Don't you ever feel like the blessings in your life, the ease at which your daily life unfolds is just too perfect? Sure we all have bad days, but for the MOST part, my life is very easy, very predictable, very uncomplicated, it's simple, and just the way I want it. I'm assuming the majority of my friends lives are the same.
We have no huge problems, we are not starving, we are not lacking, we are abundantly blessed. Even on the worst of days.....we are ABUNDANTLY blessed. It's almost scary at times for me. I don't believe we were put on this earth to be perfectly content, perfectly happy, to have everything nice and neat in a perfect little box. I don't think I even want that. Of course I enjoy it and cling to it with everything that I am but I don't think that is what I SHOULD be doing.
I need to step out of my perfectly wrapped box with a ribbon on top and do something! Do something better, make my actions matter, reach out and do more. Act on what plaques my heart. Don't you want to be the kind of person who makes a difference, somehow?? I'm not sure exactly what I should be doing or where or how. I just know that I need to do more for other people. I need to help people here in my town, here in my state, here in my country, here in my continent and here in my world. I want to be that extraordinary person who did something, anything to help. I want my children to be those people too. I want my girls to go and help when no one else will, to be kind, thoughtful, giving, to give hope to people who need it.
I'm really involved in my own life, I'm sure most of us are. What do I make for dinner (925 million people do not have enough to eat — more than the populations of USA, Canada and the European Union combined.2), we have so much going on, I'm one busy Mama (Every five seconds, a child dies from hunger-related diseases ), We don't have a lot of money, I'm a stay at home mom and we are on a budget (1.4 billion people in developing countries live on $1.25 a day or less) I don't have time for another child (In 2009, there were 423,773 children in foster care in the USA)
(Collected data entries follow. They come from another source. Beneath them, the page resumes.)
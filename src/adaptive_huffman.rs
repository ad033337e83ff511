//! Adaptive Huffman coding: Vitter's sibling-property-preserving dynamic
//! tree with a Not-Yet-Transmitted (NYT) sentinel leaf. Mirrors the shape
//! of `adaptive_common.h`/`adaptive_encoding.h`/`adaptive_decoding.h`, using
//! the arena `Tree` from `tools::tree` in place of the original's
//! `unique_ptr`/`observer_ptr` graph.

use crate::bitio::{BitReader, BitWriter};
use crate::model::Model;
use crate::tools::tree::{Side, Tree};
use crate::Error;

/// Pseudo-end-of-stream symbol: the 257th member of the domain, only
/// reachable in non-block adaptive coding where no outer framing marks
/// the end of the payload.
pub const PEOF: u16 = 0x1FF;

/// Order of the sole NYT leaf at the start of a stream. Strictly greater
/// than 2*256-1 = 511, the largest order any node in a fully populated
/// 256-symbol tree can reach, so every order assigned during encoding fits
/// underneath it without renumbering.
const INITIAL_NYT_ORDER: i32 = 512;

struct Payload {
    value: u16,
    is_nyt: bool,
    weight: u64,
    order: i32,
}

/// Dynamic Huffman tree shared, unmodified in shape, by the encoder and
/// decoder: feeding the same symbol sequence through `update` on both sides
/// keeps them bit-identical.
pub struct AdaptiveTree {
    tree: Tree<Payload>,
    nyt: usize,
    symbol_nodes: Vec<Option<usize>>,
}

impl AdaptiveTree {
    pub fn new() -> Self {
        let tree = Tree::from_leaf(Payload { value: 0, is_nyt: true, weight: 0, order: INITIAL_NYT_ORDER });
        let nyt = tree.root();
        // Indexed by the raw 9-bit value, which includes PEOF (0x1FF) in
        // non-block mode, not just the 256 pixel values.
        Self { tree, nyt, symbol_nodes: vec![None; (PEOF as usize) + 1] }
    }

    pub fn root(&self) -> usize {
        self.tree.root()
    }

    pub fn nyt(&self) -> usize {
        self.nyt
    }

    fn node_for(&self, symbol: u16) -> Option<usize> {
        self.symbol_nodes[symbol as usize]
    }

    /// Split the NYT leaf to introduce `symbol` for the first time, then
    /// run `slide_and_increment` starting from the new symbol leaf.
    fn introduce(&mut self, symbol: u16) -> usize {
        let old_nyt = self.nyt;
        let old_order = self.tree.value(old_nyt).order;
        let new_nyt = self.tree.push_child(
            old_nyt,
            Payload { value: 0, is_nyt: true, weight: 0, order: old_order - 2 },
            Side::Left,
        );
        let symbol_leaf = self.tree.push_child(
            old_nyt,
            Payload { value: symbol, is_nyt: false, weight: 0, order: old_order - 1 },
            Side::Right,
        );
        self.tree.value_mut(old_nyt).is_nyt = false;
        self.nyt = new_nyt;
        self.symbol_nodes[symbol as usize] = Some(symbol_leaf);
        symbol_leaf
    }

    /// Find the highest-order node sharing `weight`, excluding the root and
    /// the given node's own parent. Mirrors `findNodeForSwap`.
    fn find_node_for_swap(&self, weight: u64, exclude_parent: Option<usize>, node: usize) -> usize {
        let root = self.tree.root();
        let mut best = node;
        let mut best_order = self.tree.value(node).order;
        self.tree.depth_first(|idx, data| {
            if idx == root || Some(idx) == exclude_parent {
                return;
            }
            if data.weight == weight && data.order > best_order {
                best = idx;
                best_order = data.order;
            }
        });
        best
    }

    /// Vitter's slide-and-increment, starting at `start` and walking to the root.
    fn update(&mut self, start: usize) -> Result<(), Error> {
        let mut current = start;
        loop {
            let weight = self.tree.value(current).weight;
            let parent = self.tree.parent(current);
            let swap_target = self.find_node_for_swap(weight, parent, current);
            if swap_target != current {
                self.tree.swap_subtrees(current, swap_target)?;
                let oa = self.tree.value(current).order;
                let ob = self.tree.value(swap_target).order;
                self.tree.value_mut(current).order = ob;
                self.tree.value_mut(swap_target).order = oa;
            }
            self.tree.value_mut(current).weight += 1;
            match self.tree.parent(current) {
                Some(p) => current = p,
                None => break,
            }
        }
        Ok(())
    }

    /// Encode one symbol (or `PEOF`), returning the bits to emit. `PEOF`
    /// is transmitted as the NYT path plus its raw 9-bit value like any
    /// other not-yet-seen symbol, but it never becomes part of the tree:
    /// it marks end-of-stream, so there is no further symbol whose coding
    /// needs it, and the decoder does not add it either.
    pub fn encode_symbol(&mut self, symbol: u16) -> Result<Vec<bool>, Error> {
        let mut bits = Vec::new();
        let leaf = match self.node_for(symbol) {
            Some(leaf) => {
                bits.extend(self.tree.path_from_root(leaf));
                leaf
            }
            None => {
                bits.extend(self.tree.path_from_root(self.nyt));
                for i in (0..9).rev() {
                    bits.push((symbol >> i) & 1 == 1);
                }
                if symbol == PEOF {
                    return Ok(bits);
                }
                self.introduce(symbol)
            }
        };
        self.update(leaf)?;
        Ok(bits)
    }
}

impl Default for AdaptiveTree {
    fn default() -> Self {
        Self::new()
    }
}

pub fn encode(data: &[u8], mut model: Model) -> Result<Vec<u8>, Error> {
    if data.is_empty() {
        return Ok(Vec::new());
    }
    let mut tree = AdaptiveTree::new();
    let mut out = BitWriter::new();
    for &v in data {
        let symbol = model.apply(v) as u16;
        out.push_code(&tree.encode_symbol(symbol)?);
    }
    out.push_code(&tree.encode_symbol(PEOF)?);
    out.pad_to_byte();
    Ok(out.release())
}

#[derive(Clone, Copy, PartialEq, Eq)]
enum WalkerState {
    Tree,
    Value,
}

/// Streaming decoder walker, reusable by both non-block and block decoding
/// (the latter carries the tree but drives the walker per-block).
pub struct Decoder {
    tree: AdaptiveTree,
    cursor: usize,
    state: WalkerState,
    value_bits: Vec<bool>,
}

impl Decoder {
    pub fn new() -> Self {
        let tree = AdaptiveTree::new();
        let root = tree.root();
        // The very first symbol of a fresh tree always starts in Value
        // state: the tree is a bare NYT leaf with no branches to descend,
        // so there is nothing for Tree state to walk until a symbol has
        // been introduced. Every later decode (after at least one symbol
        // exists) starts in Tree state, derived here from whether the root
        // is still that same lone NYT leaf.
        let state = if tree.tree.is_leaf(root) && tree.tree.value(root).is_nyt {
            WalkerState::Value
        } else {
            WalkerState::Tree
        };
        Self { tree, cursor: root, state, value_bits: Vec::new() }
    }

    /// Feed one bit; returns `Some(symbol)` when a full symbol (value or
    /// PEOF) has just been decoded, after which the tree is updated to stay
    /// synchronised with the encoder.
    pub fn feed_bit(&mut self, bit: bool) -> Result<Option<u16>, Error> {
        match self.state {
            WalkerState::Value => {
                self.value_bits.push(bit);
                if self.value_bits.len() < 9 {
                    return Ok(None);
                }
                let mut v: u16 = 0;
                for b in self.value_bits.drain(..) {
                    v = (v << 1) | (b as u16);
                }
                self.state = WalkerState::Tree;
                self.cursor = self.tree.root();
                if v != PEOF {
                    let leaf = self.tree.introduce(v);
                    self.tree.update(leaf)?;
                } else {
                    // PEOF never becomes part of the tree; nothing to update.
                }
                return Ok(Some(v));
            }
            WalkerState::Tree => {
                self.cursor = if bit { self.tree.tree.right(self.cursor) } else { self.tree.tree.left(self.cursor) }
                    .ok_or_else(|| Error::CorruptCode("adaptive walk fell off the tree".into()))?;
                if self.tree.tree.is_leaf(self.cursor) {
                    if self.tree.tree.value(self.cursor).is_nyt {
                        self.state = WalkerState::Value;
                        self.value_bits.clear();
                        return Ok(None);
                    }
                    let symbol = self.tree.tree.value(self.cursor).value;
                    self.tree.update(self.cursor)?;
                    self.state = WalkerState::Tree;
                    self.cursor = self.tree.root();
                    return Ok(Some(symbol));
                }
                Ok(None)
            }
        }
    }
}

impl Default for Decoder {
    fn default() -> Self {
        Self::new()
    }
}

pub fn decode(data: &[u8], mut model: Model) -> Result<Vec<u8>, Error> {
    if data.is_empty() {
        return Ok(Vec::new());
    }
    let reader = BitReader::new(data);
    let mut decoder = Decoder::new();
    let mut out = Vec::new();
    for i in 0..reader.len_bits() {
        if let Some(symbol) = decoder.feed_bit(reader.get_bit(i))? {
            if symbol == PEOF {
                return Ok(out);
            }
            out.push(model.revert(symbol as u8));
        }
    }
    Err(Error::UnexpectedEnd("adaptive stream ended without PEOF".into()))
}
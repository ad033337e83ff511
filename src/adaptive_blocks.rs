//! Adaptive-blocks coding: per-block scan-order selection layered on top of
//! the adaptive Huffman tree from `adaptive_huffman`, with the tree carried
//! across the whole image. Mirrors `AdaptiveImageScanner.h`,
//! `adaptive_blocks_encoding.h` and `adaptive_blocks_decoding.h`.

use crate::adaptive_huffman::{AdaptiveTree, Decoder as TreeDecoder};
use crate::bitio::{BitReader, BitWriter};
use crate::image::{block_count, block_origin, Image};
use crate::model::{Model, ModelKind};
use crate::scorer::{Scorer, ScorerKind};
use crate::traversal::{BlockCursor, ScanOrder};
use crate::Error;

const BLOCK_TAG_BITS: u32 = 3;
const BLOCK_TERMINATOR: u64 = 0b111;

/// Score every declared scan order over one block and return the best.
/// Iteration order is fixed (`ScanOrder::ALL`) so ties resolve to the
/// earliest entry, and the model is freshly reset for every trial and
/// again before the real pass, matching how `AdaptiveImageScanner.h`
/// constructs an independent model copy per trial.
fn pick_scan_order(
    image: &Image,
    origin: (usize, usize),
    bw: usize,
    bh: usize,
    scorer_kind: ScorerKind,
    model_kind: ModelKind,
) -> ScanOrder {
    let mut best_order = ScanOrder::ALL[0];
    let mut best_score = i64::MIN;
    for &order in ScanOrder::ALL.iter() {
        let mut scorer = Scorer::new(scorer_kind);
        let mut model = Model::new(model_kind);
        let mut cursor = BlockCursor::new(order, bw, bh);
        for _ in 0..bw * bh {
            let (dx, dy) = cursor.pos();
            let v = image.pixel_or_zero(origin.0 + dx, origin.1 + dy);
            scorer.next(model.apply(v));
            cursor.advance();
        }
        if scorer.score() > best_score {
            best_score = scorer.score();
            best_order = order;
        }
        if best_score == Scorer::MAX_SCORE {
            break;
        }
    }
    best_order
}

pub fn encode(image: &Image, bw: usize, bh: usize, mut model: Model) -> Result<Vec<u8>, Error> {
    if bw == 0 || bh == 0 {
        return Err(Error::InvalidArgument("block dimensions must be nonzero".into()));
    }
    if bw > u8::MAX as usize || bh > u8::MAX as usize {
        return Err(Error::InvalidArgument("block dimensions exceed 8-bit header fields".into()));
    }
    if image.width > u16::MAX as usize || image.height > u16::MAX as usize {
        return Err(Error::InvalidArgument("image dimensions exceed 16-bit header fields".into()));
    }

    let mut out = BitWriter::new();
    for byte in (image.width as u16).to_le_bytes() {
        out.push_bits(byte as u64, 8);
    }
    for byte in (image.height as u16).to_le_bytes() {
        out.push_bits(byte as u64, 8);
    }
    out.push_bits(bw as u64, 8);
    out.push_bits(bh as u64, 8);

    let count = block_count(image.width, image.height, bw, bh);
    let model_kind = model.kind();
    let mut tree = AdaptiveTree::new();
    for block_index in 0..count {
        let origin = block_origin(block_index, image.width, bw, bh);
        let order = pick_scan_order(image, origin, bw, bh, ScorerKind::SameNeighbours, model_kind);
        out.push_bits(order.tag() as u64, BLOCK_TAG_BITS);

        model.reset();
        let mut cursor = BlockCursor::new(order, bw, bh);
        for _ in 0..bw * bh {
            let (dx, dy) = cursor.pos();
            let v = image.pixel_or_zero(origin.0 + dx, origin.1 + dy);
            let symbol = model.apply(v) as u16;
            out.push_code(&tree.encode_symbol(symbol)?);
            cursor.advance();
        }
    }
    out.push_bits(BLOCK_TERMINATOR, BLOCK_TAG_BITS);
    out.pad_to_byte();
    Ok(out.release())
}

#[derive(Clone, Copy, PartialEq, Eq)]
enum DecodeState {
    BlockHeader,
    Body,
}

pub fn decode(data: &[u8], mut model: Model) -> Result<Image, Error> {
    if data.len() < 6 {
        return Err(Error::UnexpectedEnd("image header truncated".into()));
    }
    let width = u16::from_le_bytes([data[0], data[1]]) as usize;
    let height = u16::from_le_bytes([data[2], data[3]]) as usize;
    let bw = data[4] as usize;
    let bh = data[5] as usize;
    if bw == 0 || bh == 0 {
        return Err(Error::InvalidHeader("block dimensions cannot be zero".into()));
    }

    let mut pixels = vec![0u8; width * height];
    let total_blocks = block_count(width, height, bw, bh);

    let reader = BitReader::new(&data[6..]);
    let total_bits = reader.len_bits();
    let mut bit_pos = 0usize;

    let mut decoder = TreeDecoder::new();
    let mut state = DecodeState::BlockHeader;
    let mut tag_bits_read = 0u32;
    let mut tag_value: u64 = 0;

    let mut block_index = 0usize;
    let mut block_cursor: Option<BlockCursor> = None;
    let mut intra_index = 0usize;
    let mut origin = (0usize, 0usize);

    while bit_pos < total_bits {
        match state {
            DecodeState::BlockHeader => {
                if block_index >= total_blocks {
                    break;
                }
                let bit = reader.get_bit(bit_pos);
                bit_pos += 1;
                tag_value = (tag_value << 1) | (bit as u64);
                tag_bits_read += 1;
                if tag_bits_read == BLOCK_TAG_BITS {
                    if tag_value == BLOCK_TERMINATOR {
                        return Ok(Image::new(width, height, pixels));
                    }
                    let order = ScanOrder::from_tag(tag_value as u8)
                        .ok_or_else(|| Error::CorruptCode("unknown scan order tag".into()))?;
                    origin = block_origin(block_index, width, bw, bh);
                    block_cursor = Some(BlockCursor::new(order, bw, bh));
                    intra_index = 0;
                    model.reset();
                    tag_bits_read = 0;
                    tag_value = 0;
                    state = DecodeState::Body;
                }
            }
            DecodeState::Body => {
                let bit = reader.get_bit(bit_pos);
                bit_pos += 1;
                if let Some(symbol) = decoder.feed_bit(bit)? {
                    let cursor = block_cursor.as_mut().expect("body state always has a cursor");
                    let (dx, dy) = cursor.pos();
                    let (x, y) = (origin.0 + dx, origin.1 + dy);
                    let pixel = model.revert(symbol as u8);
                    if x < width && y < height {
                        pixels[y * width + x] = pixel;
                    }
                    cursor.advance();
                    intra_index += 1;
                    if intra_index == bw * bh {
                        block_index += 1;
                        state = DecodeState::BlockHeader;
                    }
                }
            }
        }
    }

    if block_index < total_blocks {
        return Err(Error::UnexpectedEnd("stream ended before the terminator block header".into()));
    }
    Ok(Image::new(width, height, pixels))
}

#[cfg(test)]
mod tests {
    use super::*;
    use crate::model::ModelKind;

    #[test]
    fn round_trips_small_image_with_model() {
        let width = 10;
        let height = 10;
        let pixels: Vec<u8> = (0..width * height).map(|i| ((i * 13) % 256) as u8).collect();
        let image = Image::new(width, height, pixels.clone());
        let enc = encode(&image, 8, 8, Model::new(ModelKind::NeighbourDifference)).unwrap();
        let dec = decode(&enc, Model::new(ModelKind::NeighbourDifference)).unwrap();
        assert_eq!(dec.width, width);
        assert_eq!(dec.height, height);
        assert_eq!(dec.pixels, pixels);
    }

    #[test]
    fn round_trips_image_not_a_multiple_of_block_size() {
        let width = 13;
        let height = 9;
        let pixels: Vec<u8> = (0..width * height).map(|i| (i % 256) as u8).collect();
        let image = Image::new(width, height, pixels.clone());
        let enc = encode(&image, 8, 8, Model::new(ModelKind::Identity)).unwrap();
        let dec = decode(&enc, Model::new(ModelKind::Identity)).unwrap();
        assert_eq!(dec.pixels, pixels);
    }

    #[test]
    fn round_trips_uniform_image() {
        let width = 16;
        let height = 16;
        let pixels = vec![9u8; width * height];
        let image = Image::new(width, height, pixels.clone());
        let enc = encode(&image, 8, 8, Model::new(ModelKind::Identity)).unwrap();
        let dec = decode(&enc, Model::new(ModelKind::Identity)).unwrap();
        assert_eq!(dec.pixels, pixels);
    }

    #[test]
    fn empty_image_round_trips_to_empty() {
        let image = Image::new(1, 0, Vec::new());
        let enc = encode(&image, 8, 8, Model::new(ModelKind::Identity)).unwrap();
        let dec = decode(&enc, Model::new(ModelKind::Identity)).unwrap();
        assert!(dec.pixels.is_empty());
    }
}
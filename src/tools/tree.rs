//! Arena-based binary tree with parent back-links.
//!
//! Both the static and the adaptive Huffman coders need the same shape of
//! tree: owned nodes reachable by index, a non-owning parent pointer per
//! node, and (for the adaptive coder) the ability to swap two subtrees in
//! place. Rust's ownership rules make the classic `unique_ptr`/`observer_ptr`
//! graph awkward, so nodes live in a flat `Vec` and are addressed by index
//! instead - the index plays the role the C++ source gives to
//! `observer_ptr<Node>`.

#[derive(Clone, Copy, PartialEq, Eq, Debug)]
pub enum Side {
    Left,
    Right,
}

struct Link {
    parent: Option<usize>,
    left: Option<usize>,
    right: Option<usize>,
}

/// An arena of nodes forming a single binary tree, addressed by index.
pub struct Tree<T> {
    values: Vec<T>,
    links: Vec<Link>,
    root: usize,
}

impl<T> Tree<T> {
    /// Build a tree consisting of a single root leaf.
    pub fn from_leaf(value: T) -> Self {
        Self {
            values: vec![value],
            links: vec![Link { parent: None, left: None, right: None }],
            root: 0,
        }
    }

    pub fn root(&self) -> usize {
        self.root
    }

    pub fn value(&self, idx: usize) -> &T {
        &self.values[idx]
    }

    pub fn value_mut(&mut self, idx: usize) -> &mut T {
        &mut self.values[idx]
    }

    pub fn parent(&self, idx: usize) -> Option<usize> {
        self.links[idx].parent
    }

    pub fn left(&self, idx: usize) -> Option<usize> {
        self.links[idx].left
    }

    pub fn right(&self, idx: usize) -> Option<usize> {
        self.links[idx].right
    }

    pub fn is_leaf(&self, idx: usize) -> bool {
        self.links[idx].left.is_none() && self.links[idx].right.is_none()
    }

    pub fn is_root(&self, idx: usize) -> bool {
        idx == self.root
    }

    /// Attach a fresh child to `parent` on the given side, returning its index.
    pub fn push_child(&mut self, parent: usize, value: T, side: Side) -> usize {
        let idx = self.values.len();
        self.values.push(value);
        self.links.push(Link { parent: Some(parent), left: None, right: None });
        match side {
            Side::Left => self.links[parent].left = Some(idx),
            Side::Right => self.links[parent].right = Some(idx),
        }
        idx
    }

    /// Pre-order walk over every node in the tree.
    pub fn depth_first(&self, mut visit: impl FnMut(usize, &T)) {
        self.depth_first_from(self.root, &mut visit);
    }

    fn depth_first_from(&self, idx: usize, visit: &mut impl FnMut(usize, &T)) {
        visit(idx, &self.values[idx]);
        if let Some(l) = self.links[idx].left {
            self.depth_first_from(l, visit);
        }
        if let Some(r) = self.links[idx].right {
            self.depth_first_from(r, visit);
        }
    }

    /// Index of the first node (pre-order) satisfying `pred`, if any.
    pub fn find(&self, pred: impl Fn(&T) -> bool) -> Option<usize> {
        let mut found = None;
        self.depth_first(|idx, v| {
            if found.is_none() && pred(v) {
                found = Some(idx);
            }
        });
        found
    }

    /// Absorb another, separately-built tree as a new subtree under
    /// `parent`, returning the index its root now has in this tree. Used to
    /// merge single-leaf trees popped off a build-time weight queue into
    /// one growing tree without re-allocating already-placed nodes.
    pub fn graft(&mut self, parent: usize, mut other: Tree<T>, side: Side) -> usize {
        let offset = self.values.len();
        let other_root = other.root + offset;
        self.values.append(&mut other.values);
        for link in other.links.iter_mut() {
            link.parent = link.parent.map(|p| p + offset);
            link.left = link.left.map(|l| l + offset);
            link.right = link.right.map(|r| r + offset);
        }
        self.links.append(&mut other.links);
        self.links[other_root].parent = Some(parent);
        match side {
            Side::Left => self.links[parent].left = Some(other_root),
            Side::Right => self.links[parent].right = Some(other_root),
        }
        other_root
    }

    /// Exchange the positions of two subtrees, leaving their own children
    /// attached and rewiring only their parents' child slots.
    ///
    /// Refuses when either node is the root, or one is the other's parent -
    /// both cases would require rewiring a node's relationship with itself.
    pub fn swap_subtrees(&mut self, a: usize, b: usize) -> Result<(), crate::Error> {
        if a == b {
            return Ok(());
        }
        if a == self.root || b == self.root {
            return Err(crate::Error::CorruptCode("cannot swap the tree root".into()));
        }
        let pa = self.links[a].parent.expect("non-root node has a parent");
        let pb = self.links[b].parent.expect("non-root node has a parent");
        if pa == b || pb == a {
            return Err(crate::Error::CorruptCode("cannot swap a node with its parent".into()));
        }
        let a_is_left = self.links[pa].left == Some(a);
        let b_is_left = self.links[pb].left == Some(b);
        if a_is_left {
            self.links[pa].left = Some(b);
        } else {
            self.links[pa].right = Some(b);
        }
        if b_is_left {
            self.links[pb].left = Some(a);
        } else {
            self.links[pb].right = Some(a);
        }
        self.links[a].parent = Some(pb);
        self.links[b].parent = Some(pa);
        Ok(())
    }

    /// Path from the root to `target`: `false` for a left branch, `true` for
    /// a right branch, in root-to-leaf order.
    pub fn path_from_root(&self, target: usize) -> Vec<bool> {
        let mut path = Vec::new();
        let mut cur = target;
        while let Some(p) = self.links[cur].parent {
            path.push(self.links[p].right == Some(cur));
            cur = p;
        }
        path.reverse();
        path
    }
}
I consider myself a "good person", most of the time, I have my flaws and my demons but I still am overall a good person, as are you. Would I ever, EVER drive by a child starving to death on the side of the road?? NOOOOOOO and NOOOOOO I would not and neither would you. I would pick that child up, bring them to my home, feed them, care for them and raise them like my own. If I had to look a mother in the face and tell her I could not help and leave her there with her starving, dying family, could I do it?? I would not do it. Not in a million years. I would then bring that family into my home and help them get on their feet, and so would you!! Would I deny a child to their face a home a family, NOPE, I wouldn't.
So why am I not doing more?? Because I'm not faced with it everyday. I do not see that child on the side of the road dying from no food or water. I see pictures but I do not see it with my own eyes. I do not see that child in America waiting and longing for a home, I see pictures but I do not see it with my own eyes. How silly of me really, to deny these people because I am blessed to not have to see it with my own eyes.
I will do more, I will help, I will give, I will think often of it and I will TRY to make a difference.
So just incase I want to bring attention some amazing people who ARE making a difference, who are stronger, braver and bigger hearted than myself.
Children available for adoptin right here in Kansas
Children from all over the world waiting for a family
Organization helping mothers so their children will not become orphans
Ordinary Hero-Doing some AMAZING things!!
It doesn't matter what touches your heart, what stirs your soul, whatever it is.....ACT on it. Do something. Do more. Be better, kinder, more generous and more thoughtful of the people around you.